Fourth in our round up is Night Game. This is an astonishingly playable title from Nicklas "Nicalis" Nygren, who is also working on the WiiWare version of Japanese side-scolling action-adventure, Cave Story. Night Game is all visualised in silhouette, with the action taking place in the shadowy foreground, and the background providing the only colours - sombre night-time blues and purples. It's an action puzzle game where you must use the weird physics of a travelling ball to progress. While it moves realistically most of the time, it has a kind of anti-gravity "stickiness" to it, allowing you to pull off feats of inertia to find your way through the game. It's oddly reminiscent of old-school action-adventure Another World, with each single screen posing you with a particular puzzle. I don't expect this to win, but it will doubtless conjure up a cult following on its release later this year.
Do you lust for control over insect-like swarms? Then this game is for you.
Finally, we have the wonderful Osmos. This is a beautiful, organic idea for a game. You are a bubble of (possibly biological) matter on a floaty 2D plane. As such you can absorb blobs that are smaller than you, and increase your size. Bigger blobs will absorb you, and must be avoided. There's a fascinating trade-off, however: to propel yourself you must expel matter, meaning that the faster and harder you move in your viscous, ambient fluid surroundings, the smaller you get. Managing the amount of material you expel becomes absolutely crucial to surviving the tougher levels, because an ejection too far might mean you can't engulf your target, and will lead to your doom.
Osmos is possibly the most classically game-like of the five finalists in its design, but the way in which this is implemented - with pulsing visuals and a soothing ambient soundtrack - makes it the most strange and relaxing. It's probably the most chilled-out game you will play this year, and it would be ideal for falling asleep to, were it not so utterly engrossing.

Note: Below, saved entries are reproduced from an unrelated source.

//! Diagnostic metadata attached to a coded error.

use std::any::Any;
use std::collections::BTreeMap;
use std::fmt;
use std::sync::Arc;

use chrono::{DateTime, Utc};

use crate::Cause;

/// A value that can be stored in an error's context.
///
/// Anything `'static + Display + Debug + Send + Sync` qualifies. The value is
/// displayed by the renderer and recovered by downcasting in
/// [`value`](crate::value).
pub trait ContextValue: Any + fmt::Display + fmt::Debug + Send + Sync {
    fn as_any(&self) -> &dyn Any;

    fn type_name(&self) -> &'static str;
}

impl<T> ContextValue for T
where
    T: Any + fmt::Display + fmt::Debug + Send + Sync,
{
    fn as_any(&self) -> &dyn Any {
        self
    }

    fn type_name(&self) -> &'static str {
        std::any::type_name::<T>()
    }
}

/// Mutable diagnostic record: context, suggestions, frames, cause, timestamp.
///
/// Context keys are kept sorted so rendering is deterministic. Cloning an
/// `Info` gives independent context, suggestion and frame storage; the
/// nested cause and the context values themselves are shared.
#[derive(Debug, Clone, Default)]
pub struct Info {
    context: BTreeMap<String, Arc<dyn ContextValue>>,
    suggestions: Vec<String>,
    frames: Vec<String>,
    inner: Option<Cause>,
    timestamp: Option<DateTime<Utc>>,
}

impl Info {
    /// Create an empty info stamped with the current time.
    pub fn new() -> Self {
        Self {
            timestamp: Some(Utc::now()),
            ..Default::default()
        }
    }

    /// Create an empty info with a fixed timestamp (or none).
    pub fn with_timestamp(timestamp: Option<DateTime<Utc>>) -> Self {
        Self {
            timestamp,
            ..Default::default()
        }
    }

    /// Independent copy. The nested cause is shared, not cloned.
    pub fn copy(&self) -> Self {
        self.clone()
    }

    /// Join `parts` with a single space and append the sentence.
    /// Does nothing if `parts` is empty.
    pub fn add_suggestion<I, S>(&mut self, parts: I)
    where
        I: IntoIterator<Item = S>,
        S: AsRef<str>,
    {
        let mut sentence = String::new();
        let mut any = false;
        for part in parts {
            if any {
                sentence.push(' ');
            }
            sentence.push_str(part.as_ref());
            any = true;
        }

        if any {
            self.suggestions.push(sentence);
        }
    }

    pub fn add_frame(&mut self, frame: impl Into<String>) {
        self.frames.push(frame.into());
    }

    /// Replace the nested cause.
    pub fn set_inner(&mut self, inner: impl Into<Cause>) {
        self.inner = Some(inner.into());
    }

    pub fn take_inner(&mut self) -> Option<Cause> {
        self.inner.take()
    }

    /// Insert or overwrite a context entry. Always returns `true`; the
    /// `false` case belongs to errors that carry no info.
    pub fn add_context<V: ContextValue>(&mut self, key: impl Into<String>, value: V) -> bool {
        self.context.insert(key.into(), Arc::new(value));
        true
    }

    pub fn get(&self, key: &str) -> Option<&dyn ContextValue> {
        self.context.get(key).map(|value| &**value)
    }

    pub fn has(&self, key: &str) -> bool {
        self.context.contains_key(key)
    }

    /// Context entries in key order.
    pub fn context(&self) -> impl Iterator<Item = (&str, &dyn ContextValue)> {
        self.context
            .iter()
            .map(|(key, value)| (key.as_str(), &**value))
    }

    pub fn suggestions(&self) -> &[String] {
        &self.suggestions
    }

    /// Frames in insertion order (innermost last).
    pub fn frames(&self) -> &[String] {
        &self.frames
    }

    pub fn inner(&self) -> Option<&Cause> {
        self.inner.as_ref()
    }

    pub fn timestamp(&self) -> Option<DateTime<Utc>> {
        self.timestamp
    }

    pub fn has_context(&self) -> bool {
        !self.context.is_empty()
    }
}

#[cfg(test)]
mod tests {
    use super::*;
    use pretty_assertions::assert_eq;

    #[test]
    fn test_new_info_is_empty_and_stamped() {
        let info = Info::new();
        assert!(!info.has_context());
        assert!(info.suggestions().is_empty());
        assert!(info.frames().is_empty());
        assert!(info.inner().is_none());
        assert!(info.timestamp().is_some());
    }

    #[test]
    fn test_add_suggestion_joins_parts() {
        let mut info = Info::new();
        info.add_suggestion(["Provide", "a", "name"]);
        info.add_suggestion(Vec::<String>::new());
        info.add_suggestion(["Retry"]);
        assert_eq!(info.suggestions(), &["Provide a name", "Retry"]);
    }

    #[test]
    fn test_add_frame_keeps_empty_frames() {
        let mut info = Info::new();
        info.add_frame("main()");
        info.add_frame("");
        assert_eq!(info.frames(), &["main()".to_string(), String::new()]);
    }

    #[test]
    fn test_context_overwrite() {
        let mut info = Info::new();
        assert!(info.add_context("field", "Name"));
        assert!(info.add_context("field", 42));
        assert!(info.has("field"));
        assert!(!info.has("other"));

        let value = info.get("field").unwrap();
        assert_eq!(value.to_string(), "42");
        assert_eq!(ContextValue::as_any(value).downcast_ref::<i32>(), Some(&42));
    }

    #[test]
    fn test_copy_is_isolated() {
        let mut original = Info::new();
        original.add_context("a", 1);
        original.add_suggestion(["keep"]);
        original.add_frame("outer");

        let mut copy = original.copy();
        copy.add_context("b", 2);
        copy.add_context("a", 3);
        copy.add_suggestion(["extra"]);
        copy.add_frame("inner");

        assert!(!original.has("b"));
        assert_eq!(original.get("a").unwrap().to_string(), "1");
        assert_eq!(original.suggestions(), &["keep"]);
        assert_eq!(original.frames(), &["outer"]);
        assert_eq!(copy.timestamp(), original.timestamp());
    }

    #[test]
    fn test_set_inner_last_write_wins() {
        let mut info = Info::new();
        info.set_inner(std::io::Error::other("first"));
        info.set_inner(std::io::Error::other("second"));
        assert_eq!(info.inner().unwrap().to_string(), "second");
    }
}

So let's come back to where we started and stress that this is one of the most intriguing set of finalists in several years. Perhaps the indie gaming scene has been over-hyped in the past few months, and I'm certainly one of those writers responsible for talking up the talents of the independent few. But after 2008 I felt pretty well validated by our faith in the scene. Somehow I can't see any of the 2009 Grand Prize games having quite the impact of last year's finalists, but they're nevertheless enormously intelligent, creative game design projects that give me hope for the ongoing creativity of this basement-level of gaming. Look wider at the awards as a whole and we see PixelJunk Eden, Cortex Command, Zeno Clash and Machinarium - all startling, esoteric works of independent design. Indie gaming is here to stay.